Gründer des Geschäftes in der Hauptstraße 35 war Moritz Greiner, auch Post-Moritz genannt. Dessen Spitzname rührte daher, dass er in seinem Kolonialwarenladen seit dem 16.08.1881 auch eine Postagentur betrieb. Besagter Post-Moritz war eine schillernde Persönlichkeit gewesen. Wegen seines unsteten Lebenswandels sollen ihn seine Eltern, der Glasmeister Joh. Friedrich Peter Sebastian Greiner und dessen Frau Dorothea dorthin gewünscht haben, wo „der Pfeffer wächst“. Der junge Tischler (Moritz) wanderte prompt mit seinem Freund Hermann Fleischhauer nach Brasilien aus und schrieb von Südamerika an seine Eltern, er sei nun da, wo der Pfeffer wächst.
Recht wohlhabend kehrte er zurück und übernahm 1871 die Gaststätte (heute „Zum Hirsch“) seines Bruders Ernst Carl Greiner. Eine Zeit betrieb er mit seinem Bruder, dem Christian Friedrich Greiner einen Kramladen in der Bergstraße 3.

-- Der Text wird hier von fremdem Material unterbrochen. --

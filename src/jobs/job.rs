//! # Job abstraction.
//!
//! Defines the [`Job`] trait: a named, asynchronous unit of work invoked with
//! an ordered argument snapshot. The common handle type is [`JobRef`], an
//! `Arc<dyn Job>` suitable for sharing across the scheduler and backends.

use std::sync::Arc;

use async_trait::async_trait;

use crate::error::JobError;
use crate::jobs::args::JobArgs;

/// Shared handle to a job (`Arc<dyn Job>`).
pub type JobRef = Arc<dyn Job>;

/// # Named, asynchronous unit of deferred work.
///
/// A `Job` has a stable [`name`](Job::name) used for logging and metrics
/// correlation, and an async [`perform`](Job::perform) method invoked with
/// the arguments captured at scheduling time.
///
/// A failing attempt returns [`JobError::Invocation`] (retryable) or
/// [`JobError::Fatal`] (never retried). Argument mismatches are detected
/// here, at execution time, via [`JobArgs::arg`].
///
/// # Example
/// ```
/// use async_trait::async_trait;
/// use jobvisor::{Job, JobArgs, JobError};
///
/// struct SendMail;
///
/// #[async_trait]
/// impl Job for SendMail {
///     fn name(&self) -> &str { "send_mail" }
///
///     async fn perform(&self, args: JobArgs) -> Result<(), JobError> {
///         let recipient: String = args.arg(0)?;
///         // deliver to `recipient`...
///         # let _ = recipient;
///         Ok(())
///     }
/// }
/// ```
#[async_trait]
pub trait Job: Send + Sync + 'static {
    /// Returns a stable, human-readable job name.
    fn name(&self) -> &str;

    /// Executes one attempt with the given arguments.
    async fn perform(&self, args: JobArgs) -> Result<(), JobError>;
}
//! # Global scheduler configuration.
//!
//! Provides [`Config`], the centralized settings for a scheduler instance.
//!
//! Config is used in two ways:
//! 1. **Scheduler creation**: `Scheduler::builder(config)`
//! 2. **JobSpec defaults**: `JobSpec::with_defaults(job, &config)`

use crate::policies::RetryPolicy;

/// Configuration for a scheduler instance.
///
/// ## Field semantics
/// - `bus_capacity`: event bus ring buffer size (min 1; clamped by the bus).
///   Slow subscribers that lag behind more than `bus_capacity` events skip
///   the oldest ones.
/// - `default_retry`: policy inherited by
///   [`JobSpec::with_defaults`](crate::JobSpec::with_defaults); `None` means
///   jobs built that way run exactly once.
#[derive(Clone, Debug)]
pub struct Config {
    /// Capacity of the event bus broadcast channel ring buffer.
    pub bus_capacity: usize,

    /// Default retry policy for specs built with `with_defaults`.
    ///
    /// Can be overridden per-job with [`JobSpec::with_retry`](crate::JobSpec::with_retry).
    pub default_retry: Option<RetryPolicy>,
}

impl Config {
    /// Returns a bus capacity clamped to a minimum of 1.
    #[inline]
    pub fn bus_capacity_clamped(&self) -> usize {
        self.bus_capacity.max(1)
    }
}

impl Default for Config {
    /// Default configuration:
    ///
    /// - `bus_capacity = 1024` (good baseline)
    /// - `default_retry = None` (jobs run once unless a spec says otherwise)
    fn default() -> Self {
        Self {
            bus_capacity: 1024,
            default_retry: None,
        }
    }
}
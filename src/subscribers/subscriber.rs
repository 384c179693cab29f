//! # Subscriber trait and fan-out set.
//!
//! [`Subscribe`] is the extension point for observing lifecycle events:
//! logging, metrics, dead-letter handling. Terminal [`EventKind::JobFailed`]
//! events carry the total attempt count and the last error, so a dead-letter
//! subscriber sees everything the retry coordinator knew.
//!
//! Events are delivered sequentially, in subscriber order, from a single
//! listener task; a slow subscriber delays the ones after it, not the
//! publishers (the bus buffers in between).
//!
//! ## Example
//! ```rust
//! use async_trait::async_trait;
//! use jobvisor::{Event, EventKind, Subscribe};
//!
//! struct DeadLetter;
//!
//! #[async_trait]
//! impl Subscribe for DeadLetter {
//!     async fn on_event(&self, ev: &Event) {
//!         if matches!(ev.kind, EventKind::JobFailed) {
//!             // hand the job name + last error to an alerting pipeline
//!         }
//!     }
//!
//!     fn name(&self) -> &'static str { "dead_letter" }
//! }
//! ```

use std::sync::Arc;

use async_trait::async_trait;

use crate::events::Event;
#[cfg(doc)]
use crate::events::EventKind;

/// Contract for event subscribers.
///
/// Called from the scheduler's listener task. Implementations should avoid
/// blocking the async runtime (prefer async I/O and cooperative waits).
#[async_trait]
pub trait Subscribe: Send + Sync + 'static {
    /// Handles a single event.
    async fn on_event(&self, event: &Event);

    /// Human-readable name (for logs/metrics).
    fn name(&self) -> &'static str {
        std::any::type_name::<Self>()
    }
}

/// Ordered fan-out over a fixed set of subscribers.
pub struct SubscriberSet {
    subs: Vec<Arc<dyn Subscribe>>,
}

impl SubscriberSet {
    /// Creates a set from the given subscribers; order is delivery order.
    pub fn new(subs: Vec<Arc<dyn Subscribe>>) -> Self {
        Self { subs }
    }

    /// True when no subscribers were attached.
    pub fn is_empty(&self) -> bool {
        self.subs.is_empty()
    }

    /// Delivers one event to every subscriber, sequentially.
    pub async fn emit(&self, event: &Event) {
        for sub in &self.subs {
            sub.on_event(event).await;
        }
    }
}
//! # Per-scheduling runtime record.
//!
//! [`Execution`] is what actually travels through a backend queue: the job
//! spec, the argument snapshot, the attempt counter, the time it becomes
//! eligible to run, and its state.
//!
//! ## Rules
//! - `attempt` is 1-based and never exceeds the spec's budget while the
//!   execution is live (`Pending`/`Running`).
//! - `Succeeded` and `Failed` are terminal.
//! - Exactly one worker owns an execution at a time; the record moves by
//!   value through the backend, so there is no shared mutation.

use std::time::Duration;

use chrono::{DateTime, TimeDelta, Utc};

use crate::jobs::{JobArgs, JobSpec};

/// Converts a wall-clock-bound std duration into a chrono delta, clamping
/// instead of failing on absurd inputs.
pub(crate) fn to_delta(d: Duration) -> TimeDelta {
    TimeDelta::milliseconds(d.as_millis().min(i64::MAX as u128) as i64)
}

/// State of one scheduled execution.
#[derive(Clone, Copy, Debug, PartialEq, Eq)]
pub enum ExecState {
    /// Waiting in a backend queue (or for its due time).
    Pending,
    /// An attempt is currently running.
    Running,
    /// Finished successfully. Terminal.
    Succeeded,
    /// Failed permanently. Terminal.
    Failed,
}

/// One scheduled run of a job, owned by the backend that queued it.
#[derive(Clone)]
pub struct Execution {
    spec: JobSpec,
    args: JobArgs,
    attempt: u32,
    due_at: DateTime<Utc>,
    state: ExecState,
}

impl Execution {
    /// Creates a fresh execution, eligible at `due_at`, first attempt.
    pub(crate) fn new(spec: JobSpec, args: JobArgs, due_at: DateTime<Utc>) -> Self {
        Self {
            spec,
            args,
            attempt: 1,
            due_at,
            state: ExecState::Pending,
        }
    }

    /// The job spec this execution runs.
    pub fn job(&self) -> &JobSpec {
        &self.spec
    }

    /// Arguments captured at scheduling time.
    pub fn args(&self) -> &JobArgs {
        &self.args
    }

    /// Current (or upcoming) attempt number, 1-based.
    pub fn attempt(&self) -> u32 {
        self.attempt
    }

    /// When this execution becomes eligible to run.
    pub fn due_at(&self) -> DateTime<Utc> {
        self.due_at
    }

    /// Current state.
    pub fn state(&self) -> ExecState {
        self.state
    }

    /// True while another attempt is still permitted after a failure.
    pub fn has_budget(&self) -> bool {
        self.attempt < self.spec.max_attempts()
    }

    pub(crate) fn mark_running(&mut self) {
        debug_assert_eq!(self.state, ExecState::Pending);
        debug_assert!(self.attempt <= self.spec.max_attempts());
        self.state = ExecState::Running;
    }

    pub(crate) fn mark_succeeded(&mut self) {
        debug_assert_eq!(self.state, ExecState::Running);
        self.state = ExecState::Succeeded;
    }

    pub(crate) fn mark_failed(&mut self) {
        self.state = ExecState::Failed;
    }

    /// Moves to the next attempt, eligible at `due_at`.
    pub(crate) fn reschedule(&mut self, due_at: DateTime<Utc>) {
        self.attempt += 1;
        debug_assert!(self.attempt <= self.spec.max_attempts());
        self.due_at = due_at;
        self.state = ExecState::Pending;
    }
}
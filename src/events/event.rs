//! # Lifecycle events emitted by the scheduler and retry coordinator.
//!
//! The [`EventKind`] enum classifies events across three categories:
//! - **Scheduling events**: an execution was handed to a backend
//!   (enqueued now, or scheduled for later)
//! - **Attempt events**: execution flow of a single attempt
//! - **Terminal events**: final outcome of a whole execution
//!
//! The [`Event`] struct carries additional metadata such as timestamps, the
//! job name, attempt numbers, delays and failure reasons.
//!
//! ## Ordering guarantees
//! Each event has a globally unique sequence number (`seq`) that increases
//! monotonically. Use `seq` to restore the exact order when events are
//! delivered out of order.
//!
//! ## Example
//! ```rust
//! use jobvisor::{Event, EventKind};
//!
//! let ev = Event::new(EventKind::AttemptFailed)
//!     .with_job("mailer")
//!     .with_attempt(2)
//!     .with_reason("connection refused");
//!
//! assert_eq!(ev.kind, EventKind::AttemptFailed);
//! assert_eq!(ev.job.as_deref(), Some("mailer"));
//! assert_eq!(ev.reason.as_deref(), Some("connection refused"));
//! ```

use std::sync::atomic::{AtomicU64, Ordering as AtomicOrdering};
use std::sync::Arc;
use std::time::{Duration, SystemTime};

use chrono::{DateTime, Utc};

/// Global sequence counter for event ordering.
static EVENT_SEQ: AtomicU64 = AtomicU64::new(0);

/// Classification of lifecycle events.
#[derive(Debug, Clone, Copy, PartialEq, Eq)]
pub enum EventKind {
    // === Scheduling events ===
    /// Execution handed to the backend for immediate pickup.
    ///
    /// Sets: `job`, `at`, `seq`.
    JobEnqueued,

    /// Execution handed to the backend for a future run time.
    ///
    /// Sets: `job`, `due`, `at`, `seq`.
    JobScheduled,

    // === Attempt events ===
    /// An attempt is starting.
    ///
    /// Sets: `job`, `attempt` (1-based), `at`, `seq`.
    AttemptStarted,

    /// An attempt failed; the coordinator decides retry-vs-final next.
    ///
    /// Sets: `job`, `attempt`, `reason`, `at`, `seq`.
    AttemptFailed,

    /// A retry was scheduled for a failed execution.
    ///
    /// Sets: `job`, `attempt` (the upcoming attempt), `delay_ms`, `reason`
    /// (last failure), `at`, `seq`.
    RetryScheduled,

    // === Terminal events ===
    /// The execution succeeded.
    ///
    /// Sets: `job`, `attempt` (the successful one), `at`, `seq`.
    JobSucceeded,

    /// The execution failed permanently: its budget is spent or the last
    /// error was fatal. Never followed by another attempt.
    ///
    /// Sets: `job`, `attempt` (total attempts), `reason` (last error),
    /// `at`, `seq`.
    JobFailed,
}

/// Lifecycle event with optional metadata.
///
/// - `seq`: monotonic global sequence for ordering
/// - `at`: wall-clock timestamp (for logs)
/// - other optional fields are set depending on the [`EventKind`]
#[derive(Clone)]
pub struct Event {
    /// Globally unique, monotonically increasing sequence number.
    pub seq: u64,
    /// Wall-clock timestamp.
    pub at: SystemTime,
    /// Event classification.
    pub kind: EventKind,

    /// Name of the job, if applicable.
    pub job: Option<Arc<str>>,
    /// Attempt count (starting from 1).
    pub attempt: Option<u32>,
    /// Backoff delay before the next attempt in milliseconds (compact).
    pub delay_ms: Option<u32>,
    /// Requested run time for scheduled executions.
    pub due: Option<DateTime<Utc>>,
    /// Human-readable reason (errors, rejection details, etc.).
    pub reason: Option<Arc<str>>,
}

impl Event {
    /// Creates a new event of the given kind with current timestamp and next
    /// sequence number.
    pub fn new(kind: EventKind) -> Self {
        Self {
            seq: EVENT_SEQ.fetch_add(1, AtomicOrdering::Relaxed),
            at: SystemTime::now(),
            kind,
            job: None,
            attempt: None,
            delay_ms: None,
            due: None,
            reason: None,
        }
    }

    /// Attaches a job name.
    #[inline]
    pub fn with_job(mut self, job: impl Into<Arc<str>>) -> Self {
        self.job = Some(job.into());
        self
    }

    /// Attaches an attempt count.
    #[inline]
    pub fn with_attempt(mut self, n: u32) -> Self {
        self.attempt = Some(n);
        self
    }

    /// Attaches a backoff delay (stored as milliseconds).
    #[inline]
    pub fn with_delay(mut self, d: Duration) -> Self {
        let ms = d.as_millis().min(u128::from(u32::MAX)) as u32;
        self.delay_ms = Some(ms);
        self
    }

    /// Attaches a requested run time.
    #[inline]
    pub fn with_due(mut self, due: DateTime<Utc>) -> Self {
        self.due = Some(due);
        self
    }

    /// Attaches a human-readable reason.
    #[inline]
    pub fn with_reason(mut self, reason: impl Into<Arc<str>>) -> Self {
        self.reason = Some(reason.into());
        self
    }

    /// True for terminal outcomes ([`JobSucceeded`](EventKind::JobSucceeded)
    /// or [`JobFailed`](EventKind::JobFailed)).
    #[inline]
    pub fn is_terminal(&self) -> bool {
        matches!(self.kind, EventKind::JobSucceeded | EventKind::JobFailed)
    }
}

#[cfg(test)]
mod tests {
    use super::*;

    #[test]
    fn test_seq_is_monotonic() {
        let a = Event::new(EventKind::JobEnqueued);
        let b = Event::new(EventKind::JobEnqueued);
        assert!(b.seq > a.seq);
    }

    #[test]
    fn test_delay_is_clamped_to_u32() {
        let ev = Event::new(EventKind::RetryScheduled)
            .with_delay(Duration::from_millis(u64::from(u32::MAX) + 1000));
        assert_eq!(ev.delay_ms, Some(u32::MAX));
    }

    #[test]
    fn test_terminal_classification() {
        assert!(Event::new(EventKind::JobFailed).is_terminal());
        assert!(Event::new(EventKind::JobSucceeded).is_terminal());
        assert!(!Event::new(EventKind::AttemptFailed).is_terminal());
    }
}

![]() Abb. 030 Bergstraße 3; Edmund Greiner (Bruder des Moritz Greiner) mit Familie |
Etwa 1872 eröffnete Moritz Greiner den Kolonialwarenladen in der Hauptstraße 35. Zur Zeit des Tunnelbaus erlebte dieser seine erste Blütezeit.
![]() Abb. 046 Laden des Moritz Greiner Hauptstraße 35 |
Als Moritz Greiners sein Geschäft aufgab, übernahm dieses die Tochter Emmy. Sohn Artur und später dessen Sohn Ernst, genannt Bäcks-Ernst, betrieben parallel zu Emmys Kolonialwarenladen einen Backwarenladen. Hinter dem Gebäude Hauptstraße 35 befand sich das Backhaus.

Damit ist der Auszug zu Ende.